Si d’un côté, Martin St-Louis se prépare à naviguer à travers le chaos d’un match disputé au Centre Bell, son vis-à-vis Jon Cooper semblait bien détendu.
Déjà, le pilote du Lightning a lancé au journaliste de The Athletic Arpon Basu au moment où celui-ci posait sa question dans sa disponibilité d’avant-match vendredi : « Belle casquette! ».
La casquette en question en était une des Expos et quelques instants plus tard, Cooper a profité de l’intervention de notre collègue Patrick Friolet pour approfondir le sujet de l’équipe bien connue à Montréal comme « Nos Amours ».
Cooper était bien aux faits que l’équipe a déménagé à Washington pour devenir les Nationals. Un bref échange a été tenu avec les journalistes à savoir si cette équipe était revenue jouer à Montréal depuis le départ de l’organisation avec le dernier match tenu en 2004.
Cooper a partagé qu’il avait déjà assisté à un match au Stade olympique et il a simplement lâché également : « J’aime les Expos », en se remémorant quelques souvenirs.
Fin communicateur, Cooper s’attire peut-être pendant quelques instants ainsi la faveur des partisans montréalais, mais le principal intéressé sait fort bien ce qui l’attend en soirée. Il prouve tout de même qu’il ne semblait pas trop nerveux à l’approche du troisième duel de la série qui permettra à une équipe de prendre l’avantage dans la confrontation qui est de 1 à 1 en ce moment.
C’est bien connu, les partisans à Montréal ont la capacité de mettre dans l’ambiance dans un match comme il se voit rarement en saison régulière et lorsque les séries surviennent, ils atteignent un autre niveau.

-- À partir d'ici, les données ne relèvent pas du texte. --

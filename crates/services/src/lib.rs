#![forbid(unsafe_code)]

pub mod engine;
pub mod error;
pub mod view;

pub use engine::ProgressEngine;
pub use error::EngineError;
pub use view::{LevelProgressView, NextLevel, ResetResult, SwitchResult, UnlockNotice, UpdateResult};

Si chez les joueurs du Tricolore, ils ont évidemment indiqué avoir hâte de vivre un tel match avec l’appui de la foule derrière eux, Cooper et le Lightning ne paraissent pas perturbés de se présenter dans un territoire qui leur sera hostile.
L’entraîneur-chef du Lightning était aux premières loges en février 2025 pour vivre cette frénésie alors qu’il était cette fois du bon côté du banc en dirigeant l’équipe canadienne devant l’équipe américaine à la Confrontation des 4 nations. Le principal intéressé sait pertinemment que l’ambiance sera survoltée vendredi soir pour le troisième match de la série et que son équipe ne se retrouvera pas du bon côté des applaudissements. Ça ne l’empêche pas de dire à ses joueurs de profiter pleinement de la situation et de la chance d’évoluer dans de telles conditions.
« Nous savons ce qui nous attend et que l’environnement sera incroyable. Je crois beaucoup qu’il faut accepter l’ambiance que nous allons vivre. Les règles ne changent pas, c’est le même nombre de joueurs et les partisans font partie de l’environnement. Il faut l’accepter », a-t-il partagé.
Un concept que Yanni Gourde a bien compris et le Québécois a bien hâte de fouler la patinoire pour le début des hostilités.
« On sait comment les partisans ici vont être bruyants et ce sera une atmosphère plaisante dans laquelle jouer. C’est le genre d’édifice dans lequel tu veux jouer en séries éliminatoires. Ce sera plaisant pour les deux équipes », a souligné l’attaquant.
Il reste maintenant à voir si ses joueurs vont aussi bien se débrouiller que lui alors que la préparation achève avec plus que quelques heures de calme avant la tempête.